ボリスの体から魂が出た時のように、泉自体が光を放ち始めました。そして波立ち、それが収まったかと思うと神様が水の中から現れました。
「わざわざそんなことしなくても……」
「君の暮らしていた世界の童話から着想を得てみたんだけど、どうかな?」
「金の斧ですか……」
ワタクシに無駄話する気がないと悟ったのか、神様はヤレヤレといいった仕草で嘆息しました。
「初めてのお仕事だったけど無事に終わったみたいだね。ずっと見てたよ」
「ワタクシにプライベートはないのでしょうか?」
恥ずかしいことをしていたつもりはありませんが、知らないところで生活を見られる、というのは気持ちの良い話ではありません。
まさか神様がそんな暇なことをしているとも思えませんが。
とはいえそんな問答をするつもりはありません。
「神様にお願いしたいことがあるのですがよろしいでしょうか?」
「えー……まぁ、聞くだけは聞くよ」
いかにも面倒臭そうな神様の声。表情からも明らかに嫌がっているのがわかります。
「ターゲットがどこを拠点にしているのか、それくらいは教えていただけますか? 今回はたまたま出会えましたが、次からはわかりませんわ」
「あー……確かにそうだねぇ。それくらいはしようか」
声にやる気が感じられませんが、本当にこれくらいはしてくれないと困ります。
ワタクシを見ていたくらいですから、それをやる暇はあるはずです。
「じゃあお願いはそれくらいということで……次のターゲットだよ」
ひらひらと舞い落ちて来る紙をキャッチします。
姿を見せているのに手渡しをしないとは、やはりこの神様はどこか格好つけの気があるのでしょう。元男のワタクシに格好つけてどうする、という話ですが。

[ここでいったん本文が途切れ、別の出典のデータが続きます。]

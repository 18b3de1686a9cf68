//! The per-device state machine: shared device state, the command surface
//! other devices and the machine use to talk to it, and the async driver
//! loop that owns and advances it.

pub mod orchestrator;
pub mod state;

use std::sync::atomic::{AtomicU32, Ordering};
use std::sync::Arc;
use std::time::Duration;

use tokio::sync::{mpsc, oneshot, Mutex};
use tokio::time::Instant;

pub use state::DeviceState;

use crate::bus::EventBus;
use crate::config::DeviceConfig;
use crate::counter::Counter;
use crate::delay::DelayManager;
use crate::ejector::Ejector;
use crate::hw::SwitchController;
use crate::DeviceName;

/// A request from outside (another device's outgoing handler, or a
/// player-facing API) asking this device to receive `count` balls from
/// wherever one can be found.
#[derive(Debug, Clone)]
pub struct BallRequest {
    pub requester: DeviceName,
    pub count: u32,
}

/// A request asking this device to eject one ball toward `target`.
#[derive(Debug, Clone)]
pub struct EjectRequest {
    pub target: DeviceName,
    pub player_controlled: bool,
}

/// One outstanding promise that a ball is headed here from `source`, made
/// at eject-chain setup time. If `deadline` passes with no matching
/// arrival, the commitment is abandoned and the ball is declared lost.
#[derive(Debug, Clone)]
pub struct IncomingBall {
    pub source: DeviceName,
    pub deadline: Instant,
}

/// The command surface a [`DeviceHandle`] exposes to the rest of the
/// machine. The driver loop is the only task that ever mutates `Device`.
#[derive(Debug)]
pub enum Command {
    /// A fresh eject request entering the system from outside this
    /// device's own chain-forwarding. Reserves the target's incoming
    /// commitment exactly once.
    Eject(EjectRequest),
    EjectAll { target: Option<DeviceName> },
    RequestBall(BallRequest),
    /// An internal hop of an eject chain already set up by someone else's
    /// `Eject`/`RequestBall` — dispatched without re-reserving anything.
    RelayEject(EjectRequest),
    /// A ball physically arrived (from `IncomingBallHandler`'s switch/beam
    /// observation) and is being routed.
    BallArrived { unexpected: bool },
    Shutdown,
}

/// Shared, driver-task-owned state for one ball device. Other devices
/// never hold a `&Device` — only a [`DeviceHandle`] (a name plus a command
/// channel), per the flat-registry design note.
pub struct Device {
    pub config: DeviceConfig,
    pub counter: Box<dyn Counter>,
    pub ejector: Option<Box<dyn Ejector>>,
    pub bus: EventBus,
    pub delay: DelayManager,
    pub switches: Arc<dyn SwitchController>,

    /// Balls physically present and not already committed to an outgoing
    /// eject, plus any virtual reservations made on this device's behalf
    /// by `reserve_for_incoming` before the ball has actually arrived.
    pub available_balls: AtomicU32,
    /// Balls promised to us by an eject chain's setup step, not yet
    /// physically arrived. Each entry's `deadline` bounds how long we
    /// wait before declaring that specific ball lost.
    pub incoming: Mutex<Vec<IncomingBall>>,
    /// Consecutive permanent eject failures (every attempt exhausted with
    /// no confirmation). Three in a row without an intervening success
    /// declares the ejector broken.
    pub consecutive_failures: AtomicU32,
    /// Rounds of `ball_search` run since the last successful eject;
    /// alternates the search phase between mild and aggressive.
    pub ball_search_rounds: AtomicU32,
    /// Outstanding confirmation waiters for `ConfirmEjectType::Target`,
    /// drained by a persistent `ball_enter` claim handler registered once
    /// at construction (`Machine::new`), not per attempt.
    pub ball_enter_waiters: std::sync::Mutex<Vec<oneshot::Sender<()>>>,
    /// Woken whenever `available_balls`/`incoming` changes capacity,
    /// so `wait_for_ready_to_receive` doesn't have to busy-poll.
    pub capacity_notify: tokio::sync::Notify,

    pub state: Mutex<DeviceState>,
    pub ball_requests: Mutex<std::collections::VecDeque<BallRequest>>,
    pub eject_queue: Mutex<std::collections::VecDeque<EjectRequest>>,
    /// The eject in flight, carried across the `Ejecting` -> `BallLeft` ->
    /// `FailedConfirm`/`Idle` transitions.
    pub pending: Mutex<Option<PendingEject>>,
}

#[derive(Debug, Clone)]
pub struct PendingEject {
    pub request: EjectRequest,
    pub num_attempts: u32,
}

impl Device {
    pub fn new(
        config: DeviceConfig,
        counter: Box<dyn Counter>,
        ejector: Option<Box<dyn Ejector>>,
        switches: Arc<dyn SwitchController>,
    ) -> Self {
        let initial_balls = counter.count();
        Self {
            config,
            counter,
            ejector,
            bus: EventBus::default(),
            delay: DelayManager::new(),
            switches,
            available_balls: AtomicU32::new(initial_balls),
            incoming: Mutex::new(Vec::new()),
            consecutive_failures: AtomicU32::new(0),
            ball_search_rounds: AtomicU32::new(0),
            ball_enter_waiters: std::sync::Mutex::new(Vec::new()),
            capacity_notify: tokio::sync::Notify::new(),
            state: Mutex::new(DeviceState::Idle),
            ball_requests: Mutex::new(std::collections::VecDeque::new()),
            eject_queue: Mutex::new(std::collections::VecDeque::new()),
            pending: Mutex::new(None),
        }
    }

    pub fn with_bus(mut self, bus: EventBus) -> Self {
        self.bus = bus;
        self
    }

    /// `ball_device.py:is_full`.
    pub fn is_full(&self) -> bool {
        self.counter.count() >= self.config.ball_capacity
    }

    /// `ball_device.py:get_additional_ball_capacity` — raw headroom, not
    /// accounting for in-flight commitments.
    pub fn get_additional_ball_capacity(&self) -> u32 {
        self.config.ball_capacity.saturating_sub(self.counter.count())
    }

    /// `ball_device.py:get_real_additional_capacity` — headroom minus
    /// balls already promised to us by another device's eject chain.
    pub async fn get_real_additional_capacity(&self) -> u32 {
        self.get_additional_ball_capacity()
            .saturating_sub(self.incoming.lock().await.len() as u32)
    }

    /// Blocks until there's room for the one ball about to be sent here.
    /// `incoming` always already holds the reservation for that very ball
    /// (made by `reserve_for_incoming` at eject-chain setup time, before
    /// the sender ever reaches this wait) — subtract it back out so a
    /// device doesn't wait for room it's already been promised.
    pub async fn wait_for_ready_to_receive(&self) {
        loop {
            let held = self.counter.count();
            let incoming_len = self.incoming.lock().await.len() as u32;
            let other_incoming = incoming_len.saturating_sub(1);
            if held + other_incoming < self.config.ball_capacity {
                return;
            }
            tokio::select! {
                _ = self.capacity_notify.notified() => {}
                _ = tokio::time::sleep(Duration::from_millis(50)) => {}
            }
        }
    }

    pub fn reserve_available_ball(&self) -> bool {
        self.available_balls
            .fetch_update(Ordering::SeqCst, Ordering::SeqCst, |current| {
                if current > 0 {
                    Some(current - 1)
                } else {
                    None
                }
            })
            .is_ok()
    }

    pub fn release_available_ball(&self) {
        self.available_balls.fetch_add(1, Ordering::SeqCst);
    }

    /// Record a virtual reservation for a ball `source` has committed to
    /// sending here, with a deadline bounding how long the commitment is
    /// honored before the ball is declared lost.
    pub async fn reserve_for_incoming(&self, source: DeviceName, timeout_ms: u64) {
        self.available_balls.fetch_add(1, Ordering::SeqCst);
        let deadline = Instant::now() + Duration::from_millis(timeout_ms.max(1));
        self.incoming.lock().await.push(IncomingBall { source, deadline });
        self.capacity_notify.notify_waiters();
    }

    /// Pop the oldest outstanding incoming commitment, if any — called
    /// when a ball physically arrives, to tell expected from unexpected
    /// arrivals.
    pub async fn take_incoming(&self) -> Option<IncomingBall> {
        let mut incoming = self.incoming.lock().await;
        if incoming.is_empty() {
            return None;
        }
        let taken = incoming.remove(0);
        drop(incoming);
        self.capacity_notify.notify_waiters();
        Some(taken)
    }

    /// Abandon the commitment `source` made on our behalf (the eject that
    /// would have delivered it failed permanently) and give the virtual
    /// reservation back.
    pub async fn revert_incoming(&self, source: &str) {
        let mut incoming = self.incoming.lock().await;
        if let Some(idx) = incoming.iter().position(|ib| ib.source == source) {
            incoming.remove(idx);
        }
        drop(incoming);
        self.available_balls
            .fetch_update(Ordering::SeqCst, Ordering::SeqCst, |c| Some(c.saturating_sub(1)))
            .ok();
        self.capacity_notify.notify_waiters();
    }

    /// The earliest deadline among outstanding incoming commitments, if
    /// any — the driver loop races this to detect a ball that never showed.
    pub async fn earliest_incoming_deadline(&self) -> Option<Instant> {
        self.incoming.lock().await.iter().map(|ib| ib.deadline).min()
    }

    /// Remove and return the first commitment whose deadline has passed,
    /// if any, reverting its virtual reservation.
    pub async fn expire_incoming(&self) -> Option<IncomingBall> {
        let now = Instant::now();
        let mut incoming = self.incoming.lock().await;
        let idx = incoming.iter().position(|ib| ib.deadline <= now)?;
        let expired = incoming.remove(idx);
        drop(incoming);
        self.available_balls
            .fetch_update(Ordering::SeqCst, Ordering::SeqCst, |c| Some(c.saturating_sub(1)))
            .ok();
        self.capacity_notify.notify_waiters();
        Some(expired)
    }

    /// Register interest in this device's next `ball_enter`, claimed by the
    /// persistent claim handler `Machine::new` installs. Used by
    /// `ConfirmEjectType::Target` to wait for the real arrival rather than
    /// assuming success.
    pub fn register_ball_enter_waiter(&self) -> oneshot::Receiver<()> {
        let (tx, rx) = oneshot::channel();
        self.ball_enter_waiters.lock().unwrap().push(tx);
        rx
    }
}

/// A lightweight, cloneable reference to a running device: its static
/// name plus a channel to the driver task. This is what the registry
/// stores and what devices use to address each other — never a direct
/// reference to another device's state.
#[derive(Clone)]
pub struct DeviceHandle {
    pub name: DeviceName,
    pub device: Arc<Device>,
    pub commands: mpsc::Sender<Command>,
}

impl DeviceHandle {
    pub async fn eject(&self, target: impl Into<DeviceName>, player_controlled: bool) {
        let _ = self
            .commands
            .send(Command::Eject(EjectRequest {
                target: target.into(),
                player_controlled,
            }))
            .await;
    }

    /// Continue an eject chain someone else already reserved — does not
    /// trigger a fresh reservation on the final target.
    pub async fn relay_eject(&self, target: impl Into<DeviceName>, player_controlled: bool) {
        let _ = self
            .commands
            .send(Command::RelayEject(EjectRequest {
                target: target.into(),
                player_controlled,
            }))
            .await;
    }

    pub async fn eject_all(&self, target: Option<DeviceName>) {
        let _ = self.commands.send(Command::EjectAll { target }).await;
    }

    pub async fn request_ball(&self, count: u32) {
        let _ = self
            .commands
            .send(Command::RequestBall(BallRequest {
                requester: self.name.clone(),
                count,
            }))
            .await;
    }

    pub async fn state(&self) -> DeviceState {
        *self.device.state.lock().await
    }
}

紙を開くと、男の人相書きとリリット・ホールの名前。今回は獣人ですか。二ポイント。拠点にしているのはアークの街。いったいどこでしょうか。
「このアークという街はどこの街ですか?」
「君が今滞在してる所だよ。それくらいは知っておかなきゃ」
小馬鹿にするようにワタクシの頬をつついて来ます。
ワタクシにあるのはこの世界の常識であって知識ではないのですが、確かに暮らしている街の名前くらいは把握しておくべきだったかもしれません。
流石に鬱陶しくなったので払い除けます。
「このポイントの基準はあるのでしょうか? 強さ、とかだとしたら気を付けないといけませんわね」
「単純な戦闘力も考慮してるけど、それはこの世界に対する影響度だよ。ポイントが高ければ高いほど与える影響が大きい、つまり緊急性が高いってことだね。
「なるほど」
「今後はターゲットの情報をいくつかまとめて渡すつもりだからその時は参考にしてね」
何ともないように言っていますが、裏を返せばそれだけこの世界に影響を及ぼす者が多いのでしょう。
ちゃらんぽらんな神様の態度に忘れてしまいそうになりますが、こちらの世界は滅ぼされかねない状況でしたわね。
「どうしたの? そんな微妙な表情を浮かべちゃって」
「呆れているんです。次のターゲットはわかりました。ポイントですが、新しいドレスと交換していただけますか?」
「りょうかーい。宿屋に届けておくからね」
なんて言いながらメモを取る真似をしています。
この神様はこういう演技がかったところがあるので信用しにくいのです。まぁ、ポイントの交換に関してはサボる、なんてこともないでしょう。
「じゃ、よろしくね」
ひらひらと手を振りながら神様は消えていきました。
本当に適当な方です。
今、ため息を吐いたのも見られているのでしょうか。それで困ることもないですが。